The Calit2 researchers are partnering with The University of Texas M. D. Anderson Cancer Center – the nation's foremost institute for clinical cancer care – on the $3.86 million Grand Opportunity grant. The multidisciplinary consortium of investigators will first determine the parameters of the project and then create the prototype cyberinfrastructure for data aggregation, integration, processing, mining, storage and retrieval.
Once the data acquisition systems and software have been developed, the M. D. Anderson team will beta-test the prototype in clinical trials. Another thrust of the project will be to develop related applications for the cyberinfrastructure, including a Web-based user interface, home and mobile phone-based sensing devices to gather real-time patient data, and the use of novel brain-based device methods for data analysis.
"CYCORE could be used across the whole spectrum of oncology research," says Wendy Demark-Wahnefried, a professor of behavioral science at The University of Texas and a co-principal investigator on the project. "It will allow us an opportunity to study various factors that heretofore we have not been able to study, such as the role that diet plays, or supplements, or secondhand smoke. It’s hard to capture those data and that’s why we need the expertise of the researchers at Calit2. As the CYCORE system expands in size and scope, the oncology community could upload the data from a vast number of clinical trials. By having more data points we’ll be able to better create models for prevention, treatment and recovery."

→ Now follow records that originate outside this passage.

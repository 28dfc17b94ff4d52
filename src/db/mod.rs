//! Database connection pool module.
//!
//! Provides async PostgreSQL connection pooling using diesel_async with bb8.

mod pool;

pub use pool::{
    AsyncDbPool, MIGRATIONS, PooledConn, establish_async_connection_pool, get_connection,
    run_pending_migrations,
};
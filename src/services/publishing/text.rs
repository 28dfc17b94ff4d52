//! Picks what to post for a due schedule.

use crate::models::Schedule;
use crate::repositories::PublishContext;

/// Text to publish: a single item, or a root followed by replies.
#[derive(Debug, Clone, PartialEq, Eq)]
pub enum PostBody {
    Single(String),
    Thread { root: String, replies: Vec<String> },
}

pub const EMPTY_TEXT: &str = "post text is empty";

/// Resolution order: explicit schedule text, the pool item's body (with its
/// thread replies), the legacy draft's body, then the draft's best formatted
/// variant. Everything is trimmed; nothing left means [`EMPTY_TEXT`].
pub fn resolve(schedule: &Schedule, context: &PublishContext) -> Result<PostBody, &'static str> {
    if let Some(text) = non_blank(schedule.post_text.as_deref()) {
        return Ok(PostBody::Single(text));
    }

    if let Some(post_draft) = &context.post_draft {
        if let Some(root) = non_blank(Some(&post_draft.body)) {
            let replies = post_draft.replies();
            return Ok(if replies.is_empty() {
                PostBody::Single(root)
            } else {
                PostBody::Thread { root, replies }
            });
        }
    }

    if let Some(draft) = &context.draft {
        let text = non_blank(draft.body.as_deref())
            .or_else(|| draft.variants().best_text().map(String::from));
        if let Some(text) = text {
            return Ok(PostBody::Single(text));
        }
    }

    Err(EMPTY_TEXT)
}

fn non_blank(text: Option<&str>) -> Option<String> {
    text.map(str::trim)
        .filter(|t| !t.is_empty())
        .map(String::from)
}
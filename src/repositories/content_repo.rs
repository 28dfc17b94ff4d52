use diesel::prelude::*;
use diesel_async::RunQueryDsl;
use uuid::Uuid;

use crate::db::{AsyncDbPool, get_connection};
use crate::error::{AppResult, DatabaseErrorConverter};
use crate::models::{ContentStatus, Draft, NewDraft, NewPostDraft, PostDraft};
use crate::schema::{drafts, post_drafts};

/// Content pool items and legacy drafts.
#[derive(Clone)]
pub struct ContentRepository {
    pool: AsyncDbPool,
}

impl ContentRepository {
    pub fn new(pool: AsyncDbPool) -> Self {
        Self { pool }
    }

    pub async fn create_post_draft(&self, draft: NewPostDraft) -> AppResult<PostDraft> {
        let mut conn = get_connection(&self.pool).await?;

        diesel::insert_into(post_drafts::table)
            .values(&draft)
            .returning(PostDraft::as_returning())
            .get_result(&mut conn)
            .await
            .map_err(|e| DatabaseErrorConverter::convert_diesel_error(e, "create post draft"))
    }

    pub async fn list_post_drafts(
        &self,
        workspace_id: Uuid,
        status: Option<ContentStatus>,
        platform: Option<&str>,
        limit: i64,
    ) -> AppResult<Vec<PostDraft>> {
        let mut conn = get_connection(&self.pool).await?;

        let mut query = post_drafts::table
            .filter(post_drafts::workspace_id.eq(workspace_id))
            .select(PostDraft::as_select())
            .into_boxed();
        if let Some(status) = status {
            query = query.filter(post_drafts::status.eq(status));
        }
        if let Some(platform) = platform {
            query = query.filter(post_drafts::platform.eq(platform));
        }

        query
            .order((post_drafts::created_at.asc(), post_drafts::id.asc()))
            .limit(limit)
            .load(&mut conn)
            .await
            .map_err(|e| DatabaseErrorConverter::convert_diesel_error(e, "list post drafts"))
    }

    pub async fn create_draft(&self, draft: NewDraft) -> AppResult<Draft> {
        let mut conn = get_connection(&self.pool).await?;

        diesel::insert_into(drafts::table)
            .values(&draft)
            .returning(Draft::as_returning())
            .get_result(&mut conn)
            .await
            .map_err(|e| DatabaseErrorConverter::convert_diesel_error(e, "create draft"))
    }
}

“UC San Diego has a unique combination of talent in the areas of biomedical and behavioral science, engineering, computer science, and informatics,” explained Lucila Ohno-Machado, MD, PhD, Chief of the Division of Biomedical Informatics and professor in UCSD’s Department of Medicine. “This combination enables the implementation of transformative projects such as CYCORE. A robust infrastructure for data sharing in biomedical research is long overdue, and CYCORE will be filling an important role in comparative effectiveness research, which is critical for the development of a sustainable healthcare model. Focusing on cancer is a great choice, as it is a data-rich domain for which some building blocks for efficient data integration and data analyses already exist.”

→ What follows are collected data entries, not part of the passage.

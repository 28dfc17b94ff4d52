//! Migrate command handler
//!
//! Handles database migration operations including dry-run and rollback.

use crate::config::settings::{Settings, StoreBackend};
use crate::db::{MIGRATIONS, run_pending_migrations};
use crate::error::{AppError, AppResult};

/// Handler for the migrate command
pub struct MigrateCommandHandler {
    config: Settings,
}

impl MigrateCommandHandler {
    pub fn new(config: Settings) -> Self {
        Self { config }
    }

    /// Execute the migrate command with dry-run and rollback support
    ///
    /// # Errors
    /// - Store backend without migrations
    /// - Database connection errors
    /// - Migration execution errors
    pub async fn execute(&self, dry_run: bool, rollback: Option<u32>) -> AppResult<()> {
        if self.config.database.backend == StoreBackend::Memory {
            return Err(AppError::Validation {
                field: "database.backend".to_string(),
                reason: "The memory backend has no schema to migrate".to_string(),
            });
        }

        if let Some(0) = rollback {
            return Err(AppError::Validation {
                field: "rollback_steps".to_string(),
                reason: "Number of rollback steps must be greater than 0".to_string(),
            });
        }

        self.config.database.validate()?;

        if dry_run {
            return self.show_pending_migrations().await;
        }

        match rollback {
            Some(steps) => self.rollback_migrations(steps).await,
            None => self.run_migrations().await,
        }
    }

    async fn show_pending_migrations(&self) -> AppResult<()> {
        println!("Checking for pending migrations...");

        let database_url = self.config.database.url.clone();
        let pending: Vec<String> = tokio::task::spawn_blocking(move || {
            use diesel::Connection;
            use diesel::pg::PgConnection;
            use diesel_migrations::MigrationHarness;

            let mut conn = PgConnection::establish(&database_url).map_err(|e| AppError::Database {
                operation: "establish connection for migration check".to_string(),
                source: anyhow::Error::from(e),
            })?;

            let pending = conn
                .pending_migrations(MIGRATIONS)
                .map_err(|e| AppError::Database {
                    operation: "check pending migrations".to_string(),
                    source: anyhow::anyhow!("Migration error: {}", e),
                })?;

            Ok::<_, AppError>(pending.iter().map(|m| m.name().to_string()).collect())
        })
        .await
        .map_err(|e| AppError::Internal {
            source: anyhow::Error::from(e),
        })??;

        if pending.is_empty() {
            println!("✓ No pending migrations found - database is up to date");
        } else {
            println!("Found {} pending migration(s):", pending.len());
            for name in &pending {
                println!("  - {}", name);
            }
            println!("\nRun without --dry-run to apply these migrations");
        }

        Ok(())
    }

    async fn run_migrations(&self) -> AppResult<()> {
        println!("Running database migrations...");

        let applied = run_pending_migrations(&self.config.database.url).await?;

        if applied.is_empty() {
            println!("✓ No migrations to apply - database is already up to date");
        } else {
            println!("✓ Applied {} migration(s):", applied.len());
            for migration in &applied {
                println!("  - {}", migration);
            }
        }

        Ok(())
    }

    async fn rollback_migrations(&self, steps: u32) -> AppResult<()> {
        println!("Rolling back {} migration(s)...", steps);

        let database_url = self.config.database.url.clone();
        let reverted: Vec<String> = tokio::task::spawn_blocking(move || {
            use diesel::Connection;
            use diesel::pg::PgConnection;
            use diesel_migrations::MigrationHarness;

            let mut conn = PgConnection::establish(&database_url).map_err(|e| AppError::Database {
                operation: "establish connection for rollback".to_string(),
                source: anyhow::Error::from(e),
            })?;

            let applied = conn.applied_migrations().map_err(|e| AppError::Database {
                operation: "get applied migrations".to_string(),
                source: anyhow::anyhow!("Migration error: {}", e),
            })?;

            if applied.len() < steps as usize {
                return Err(AppError::Validation {
                    field: "rollback_steps".to_string(),
                    reason: format!(
                        "Cannot rollback {} migrations - only {} applied migrations available",
                        steps,
                        applied.len()
                    ),
                });
            }

            let mut reverted = Vec::with_capacity(steps as usize);
            for _ in 0..steps {
                let version = conn
                    .revert_last_migration(MIGRATIONS)
                    .map_err(|e| AppError::Database {
                        operation: "revert migration".to_string(),
                        source: anyhow::anyhow!("Migration rollback error: {}", e),
                    })?;
                reverted.push(version.to_string());
            }

            Ok::<_, AppError>(reverted)
        })
        .await
        .map_err(|e| AppError::Internal {
            source: anyhow::Error::from(e),
        })??;

        println!("✓ Rolled back {} migration(s):", reverted.len());
        for version in &reverted {
            println!("  - {}", version);
        }

        Ok(())
    }

    pub fn config(&self) -> &Settings {
        &self.config
    }
}

#[cfg(test)]
mod tests {
    use super::*;

    fn create_valid_config() -> Settings {
        let mut config = Settings::default();
        config.database.url = "postgres://localhost/slotcast_test".to_string();
        config
    }

    #[test]
    fn test_migrate_handler_new() {
        let config = create_valid_config();
        let handler = MigrateCommandHandler::new(config.clone());
        assert_eq!(handler.config(), &config);
    }

    #[tokio::test]
    async fn test_zero_rollback_steps_rejected() {
        let handler = MigrateCommandHandler::new(create_valid_config());

        match handler.execute(false, Some(0)).await {
            Err(AppError::Validation { field, reason }) => {
                assert_eq!(field, "rollback_steps");
                assert!(reason.contains("must be greater than 0"));
            }
            other => panic!("Expected validation error, got {:?}", other),
        }
    }

    #[tokio::test]
    async fn test_memory_backend_rejected() {
        let mut config = Settings::default();
        config.database.backend = StoreBackend::Memory;
        let handler = MigrateCommandHandler::new(config);

        match handler.execute(true, None).await {
            Err(AppError::Validation { field, .. }) => assert_eq!(field, "database.backend"),
            other => panic!("Expected validation error, got {:?}", other),
        }
    }

    #[tokio::test]
    async fn test_missing_url_rejected() {
        let handler = MigrateCommandHandler::new(Settings::default());
        assert!(handler.execute(true, None).await.is_err());
    }
}
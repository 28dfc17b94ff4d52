//! CLI argument validation functions
//!
//! This module provides custom validation functions for CLI arguments
//! that go beyond what clap can validate automatically.

use std::path::PathBuf;

/// Validate port number is within valid range (1-65535)
pub fn validate_port(port_str: &str) -> Result<u16, String> {
    let port: u16 = port_str.parse().map_err(|_| {
        format!(
            "Port must be a valid number between 1 and 65535, got: '{}'",
            port_str
        )
    })?;

    if port == 0 {
        return Err("Port must be between 1 and 65535. Port 0 is not allowed.".to_string());
    }

    Ok(port)
}

/// Validate that a configuration path exists: either a readable file or a
/// directory holding the layered files.
pub fn validate_config_path(path_str: &str) -> Result<PathBuf, String> {
    let path = PathBuf::from(path_str);

    if !path.exists() {
        return Err(format!("Configuration path does not exist: '{}'", path_str));
    }

    if path.is_file() {
        std::fs::File::open(&path)
            .map_err(|e| format!("Cannot read configuration file '{}': {}", path_str, e))?;
    }

    Ok(path)
}

/// Validate rollback steps is a positive number
pub fn validate_rollback_steps(steps_str: &str) -> Result<u32, String> {
    let steps: u32 = steps_str.parse().map_err(|_| {
        format!(
            "Rollback steps must be a valid positive number, got: '{}'",
            steps_str
        )
    })?;

    if steps == 0 {
        return Err("Rollback steps must be greater than 0".to_string());
    }

    if steps > 100 {
        return Err("Rollback steps cannot exceed 100".to_string());
    }

    Ok(steps)
}

/// Validate host address format (basic validation)
pub fn validate_host_address(host_str: &str) -> Result<String, String> {
    let host = host_str.trim();

    if host.is_empty() {
        return Err("Host address cannot be empty".to_string());
    }

    if host.contains(' ') {
        return Err("Host address cannot contain spaces".to_string());
    }

    if host == "localhost" || host == "0.0.0.0" || host.starts_with("127.") {
        return Ok(host.to_string());
    }

    if host.chars().all(|c| c.is_ascii_digit() || c == '.') {
        let parts: Vec<&str> = host.split('.').collect();
        if parts.len() == 4 {
            for part in parts {
                if part.parse::<u8>().is_err() {
                    return Err(format!("Invalid IPv4 address format: '{}'", host_str));
                }
            }
            return Ok(host.to_string());
        }
    }

    if host.len() > 253 {
        return Err("Host address is too long (maximum 253 characters)".to_string());
    }

    Ok(host.to_string())
}

#[cfg(test)]
mod tests {
    use super::*;

    #[test]
    fn test_port_validation() {
        for port_str in ["1", "80", "3000", "65535"] {
            assert!(validate_port(port_str).is_ok(), "Port {} should be valid", port_str);
        }
        for port_str in ["0", "65536", "abc", "-1", ""] {
            assert!(validate_port(port_str).is_err(), "Port {} should be invalid", port_str);
        }
    }

    #[test]
    fn test_host_validation() {
        for host in ["localhost", "127.0.0.1", "0.0.0.0", "10.0.0.1", "slotcast.internal"] {
            assert!(validate_host_address(host).is_ok(), "Host {} should be valid", host);
        }
        for host in ["", "   ", "host with spaces", "999.999.999.999"] {
            assert!(validate_host_address(host).is_err(), "Host '{}' should be invalid", host);
        }
    }

    #[test]
    fn test_rollback_steps_validation() {
        assert_eq!(validate_rollback_steps("3"), Ok(3));
        for steps_str in ["0", "101", "-1", "abc"] {
            assert!(validate_rollback_steps(steps_str).is_err());
        }
    }

    #[test]
    fn test_config_path_validation() {
        let dir = tempfile::tempdir().unwrap();
        assert!(validate_config_path(dir.path().to_str().unwrap()).is_ok());

        let file = dir.path().join("slotcast.toml");
        std::fs::write(&file, "[server]\nport = 3000\n").unwrap();
        assert!(validate_config_path(file.to_str().unwrap()).is_ok());

        let missing = dir.path().join("missing.toml");
        assert!(validate_config_path(missing.to_str().unwrap()).is_err());
    }
}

The CYCORE project will benefit from the unique visualization technologies based at Calit2, including the virtual-reality StarCAVE, where researchers wearing stereoscopic glasses can 'walk into' digitally rendered models of hyper-magnified biological structures. Calit2's HIPerSpace tiled-display wall – which features nearly 287 million pixels of screen resolution — makes it possible for researchers to look at large datasets on a massive scale, while tele-collaborating with other institutions in real time.